MPS is the prevailing party in this case, as all of Lenk's claims have been dismissed without leave to amend, the action has been dismissed with prejudice, and judgment has been entered for MPS and against Lenk. See Dismissal Order, ECF 32; Judgment, ECF 33. As a result, the Court clearly has discretion to award MPS attorneys' fees and costs incurred in litigating Lenk's claims brought under Title VII, § 1981, and FEHA if the Court finds that the Christiansburg standard is met. For the reasons discussed below, the Court finds that it also has discretion to award MPS attorneys' fees and costs incurred in litigating Lenk's state law claims.
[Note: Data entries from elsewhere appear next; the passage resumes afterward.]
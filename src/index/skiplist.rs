//! Skiplist index
//!
//! Lock-free ordered map; reads and writes never block each other.

use crossbeam_skiplist::SkipMap;

use crate::data::LogRecordPos;

use super::{IndexIterator, Indexer, SnapshotIterator};

/// Ordered skiplist index
pub struct SkipList {
    map: SkipMap<Vec<u8>, LogRecordPos>,
}

impl SkipList {
    pub fn new() -> Self {
        Self {
            map: SkipMap::new(),
        }
    }
}

impl Default for SkipList {
    fn default() -> Self {
        Self::new()
    }
}

impl Indexer for SkipList {
    fn put(&self, key: Vec<u8>, pos: LogRecordPos) -> bool {
        self.map.insert(key, pos);
        true
    }

    fn get(&self, key: &[u8]) -> Option<LogRecordPos> {
        self.map.get(key).map(|entry| *entry.value())
    }

    fn delete(&self, key: &[u8]) -> bool {
        self.map.remove(key).is_some()
    }

    fn size(&self) -> usize {
        self.map.len()
    }

    fn iterator(&self, reverse: bool) -> Box<dyn IndexIterator> {
        let items = self
            .map
            .iter()
            .map(|entry| (entry.key().clone(), *entry.value()))
            .collect();
        Box::new(SnapshotIterator::new(items, reverse))
    }
}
The Court first discusses whether Lenk's claims were frivolous, unreasonable, or groundless as required under Christiansburg. Next, the Court addresses MPS's showing that the requested fees and costs were reasonably incurred in defending this suit. Finally, the Court considers Lenk's pro se status and other factors relevant to the exercise of its discretion in awarding prevailing party fees and costs to a defendant.
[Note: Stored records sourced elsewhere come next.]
//! Log record codec
//!
//! Binary encoding of a single record as it appears in data, hint and
//! merge-finished files.
//!
//! ## Record Format
//! ```text
//! ┌──────────┬─────────┬──────────────┬──────────────┬───────┬─────────┐
//! │ CRC (4)  │ Type(1) │ KeySize (≤5) │ ValSize (≤5) │  Key  │  Value  │
//! └──────────┴─────────┴──────────────┴──────────────┴───────┴─────────┘
//! ```
//! - CRC: little-endian CRC32 (IEEE) over everything after the CRC field
//! - KeySize / ValSize: zigzag varints

use bytes::{BufMut, Bytes, BytesMut};

/// Largest possible header: crc (4) + type (1) + two 32-bit varints (5 + 5)
pub const MAX_LOG_RECORD_HEADER_SIZE: usize = 4 + 1 + MAX_VARINT_LEN32 * 2;

/// Smallest decodable header: crc (4) + type (1)
const MIN_HEADER_PREFIX: usize = 5;

/// Bytes a varint in the 32-bit domain can occupy
const MAX_VARINT_LEN32: usize = 5;

/// Bytes a varint in the 64-bit domain can occupy
const MAX_VARINT_LEN64: usize = 10;

/// Kind of mutation a record carries
#[derive(Debug, Clone, Copy, PartialEq, Eq)]
#[repr(u8)]
pub enum LogRecordType {
    /// A live key/value pair
    Normal = 0,

    /// A tombstone
    Deleted = 1,

    /// Terminal marker of a committed batch
    TxnFinished = 2,
}

impl LogRecordType {
    pub fn from_u8(byte: u8) -> Option<Self> {
        match byte {
            0 => Some(Self::Normal),
            1 => Some(Self::Deleted),
            2 => Some(Self::TxnFinished),
            _ => None,
        }
    }
}

/// A single record appended to a data file
#[derive(Debug, Clone, PartialEq, Eq)]
pub struct LogRecord {
    pub key: Vec<u8>,
    pub value: Vec<u8>,
    pub rec_type: LogRecordType,
}

impl LogRecord {
    pub fn normal(key: Vec<u8>, value: Vec<u8>) -> Self {
        Self {
            key,
            value,
            rec_type: LogRecordType::Normal,
        }
    }

    pub fn deleted(key: Vec<u8>) -> Self {
        Self {
            key,
            value: Vec::new(),
            rec_type: LogRecordType::Deleted,
        }
    }

    /// Encode into the on-disk layout
    ///
    /// The CRC is computed last, over the header (minus the CRC itself),
    /// key and value.
    pub fn encode(&self) -> Bytes {
        let mut buf = BytesMut::with_capacity(
            MAX_LOG_RECORD_HEADER_SIZE + self.key.len() + self.value.len(),
        );

        buf.put_u32_le(0); // CRC placeholder
        buf.put_u8(self.rec_type as u8);
        encode_varint(self.key.len() as i64, &mut buf);
        encode_varint(self.value.len() as i64, &mut buf);
        buf.put_slice(&self.key);
        buf.put_slice(&self.value);

        let crc = crc32fast::hash(&buf[4..]);
        buf[..4].copy_from_slice(&crc.to_le_bytes());

        buf.freeze()
    }
}

/// Decoded record header
#[derive(Debug, Clone, Copy, PartialEq, Eq)]
pub struct LogRecordHeader {
    pub crc: u32,
    /// Raw type byte; validated only after the CRC matches
    pub rec_type: u8,
    pub key_size: i64,
    pub value_size: i64,
}

/// Decode a header from the start of `buf`
///
/// Returns the header and the number of bytes it occupies, or `None` if
/// `buf` is too short to hold a complete header.
pub fn decode_header(buf: &[u8]) -> Option<(LogRecordHeader, usize)> {
    if buf.len() < MIN_HEADER_PREFIX {
        return None;
    }

    let crc = u32::from_le_bytes([buf[0], buf[1], buf[2], buf[3]]);
    let rec_type = buf[4];

    let mut index = MIN_HEADER_PREFIX;
    let (key_size, n) = decode_varint(&buf[index..])?;
    index += n;
    let (value_size, n) = decode_varint(&buf[index..])?;
    index += n;

    Some((
        LogRecordHeader {
            crc,
            rec_type,
            key_size,
            value_size,
        },
        index,
    ))
}

/// CRC of a record given its encoded header (without the CRC field)
pub fn log_record_crc(header: &[u8], key: &[u8], value: &[u8]) -> u32 {
    let mut hasher = crc32fast::Hasher::new();
    hasher.update(header);
    hasher.update(key);
    hasher.update(value);
    hasher.finalize()
}

// =============================================================================
// Record Position
// =============================================================================

/// Location of one encoded record on disk
#[derive(Debug, Clone, Copy, PartialEq, Eq)]
pub struct LogRecordPos {
    pub file_id: u32,
    pub offset: u64,
}

impl LogRecordPos {
    /// Encode as `uvarint(file_id) ‖ uvarint(offset)` (hint file values)
    pub fn encode(&self) -> Vec<u8> {
        let mut buf = BytesMut::with_capacity(MAX_VARINT_LEN32 + MAX_VARINT_LEN64);
        encode_uvarint(self.file_id as u64, &mut buf);
        encode_uvarint(self.offset, &mut buf);
        buf.to_vec()
    }

    pub fn decode(buf: &[u8]) -> Option<Self> {
        let (file_id, n) = decode_uvarint(buf)?;
        let (offset, _) = decode_uvarint(&buf[n..])?;
        Some(Self {
            file_id: u32::try_from(file_id).ok()?,
            offset,
        })
    }
}

// =============================================================================
// Varints
// =============================================================================

/// Append `value` as an unsigned LEB128 varint
pub fn encode_uvarint(mut value: u64, buf: &mut BytesMut) {
    while value >= 0x80 {
        buf.put_u8((value as u8) | 0x80);
        value >>= 7;
    }
    buf.put_u8(value as u8);
}

/// Decode an unsigned varint, returning (value, bytes consumed)
pub fn decode_uvarint(buf: &[u8]) -> Option<(u64, usize)> {
    let mut value = 0u64;
    for (i, &byte) in buf.iter().enumerate().take(MAX_VARINT_LEN64) {
        value |= ((byte & 0x7f) as u64) << (7 * i);
        if byte < 0x80 {
            return Some((value, i + 1));
        }
    }
    None
}

/// Append `value` as a zigzag-encoded signed varint
pub fn encode_varint(value: i64, buf: &mut BytesMut) {
    encode_uvarint(((value << 1) ^ (value >> 63)) as u64, buf);
}

/// Decode a zigzag-encoded signed varint
pub fn decode_varint(buf: &[u8]) -> Option<(i64, usize)> {
    let (zigzag, n) = decode_uvarint(buf)?;
    Some((((zigzag >> 1) as i64) ^ -((zigzag & 1) as i64), n))
}

#[cfg(test)]
mod tests {
    use super::*;

    #[test]
    fn test_encode_matches_known_layout() {
        let record = LogRecord::normal(b"name".to_vec(), b"bitcask-go".to_vec());
        let encoded = record.encode();

        let mut expected = vec![104, 82, 240, 150, 0, 8, 20];
        expected.extend_from_slice(b"name");
        expected.extend_from_slice(b"bitcask-go");
        assert_eq!(&encoded[..], &expected[..]);
    }

    #[test]
    fn test_decode_header_empty_value() {
        let (header, size) = decode_header(&[9, 252, 88, 14, 0, 8, 0]).unwrap();
        assert_eq!(size, 7);
        assert_eq!(header.crc, 240712713);
        assert_eq!(header.rec_type, LogRecordType::Normal as u8);
        assert_eq!(header.key_size, 4);
        assert_eq!(header.value_size, 0);
    }

    #[test]
    fn test_decode_header_deleted() {
        let (header, size) = decode_header(&[43, 153, 86, 17, 1, 8, 20]).unwrap();
        assert_eq!(size, 7);
        assert_eq!(header.crc, 290887979);
        assert_eq!(header.rec_type, LogRecordType::Deleted as u8);
        assert_eq!(header.value_size, 10);
    }

    #[test]
    fn test_decode_header_insufficient_data() {
        assert!(decode_header(&[]).is_none());
        assert!(decode_header(&[1, 2, 3, 4]).is_none());
        // crc + type present but the size varints are cut off
        assert!(decode_header(&[1, 2, 3, 4, 0, 0x80]).is_none());
    }

    #[test]
    fn test_crc_over_header_key_value() {
        let crc = log_record_crc(&[0, 8, 20], b"name", b"bitcask-go");
        assert_eq!(crc, 2532332136);
    }

    #[test]
    fn test_varint_boundaries() {
        for value in [0i64, 1, -1, 63, 64, -64, -65, i32::MAX as i64, i32::MIN as i64] {
            let mut buf = BytesMut::new();
            encode_varint(value, &mut buf);
            assert!(buf.len() <= MAX_VARINT_LEN32);
            assert_eq!(decode_varint(&buf), Some((value, buf.len())));
        }
    }

    #[test]
    fn test_record_pos_encoding() {
        let pos = LogRecordPos {
            file_id: 7,
            offset: 1 << 40,
        };
        assert_eq!(LogRecordPos::decode(&pos.encode()), Some(pos));
        assert_eq!(LogRecordPos::decode(&[0x80]), None);
    }
}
A. Lenk's Claims were Frivolous, Unreasonable, or Groundless
Lenk filed the complaint in this action on November 16, 2020 and filed a FAC as of right on March 8, 2021. See Compl., ECF 1; FAC, ECF 25. The FAC, which was the operative pleading at the time the action was dismissed, contained eleven claims: (1) retaliation under Title VII; (2) civil rights violation under 42 U.S.C. § 1981; (3) retaliation under FEHA; (4) harassment under FEHA; (5) hostile work environment under FEHA; (6) blacklisting under California state law; (7) blacklisting under Washington state law; (8) blacklisting under Arizona state law; (9) violation of California's Unfair Competition Law (“UCL”); (10) intentional interference with prospective economic relations; and (11) unjust enrichment. FAC, ECF 25.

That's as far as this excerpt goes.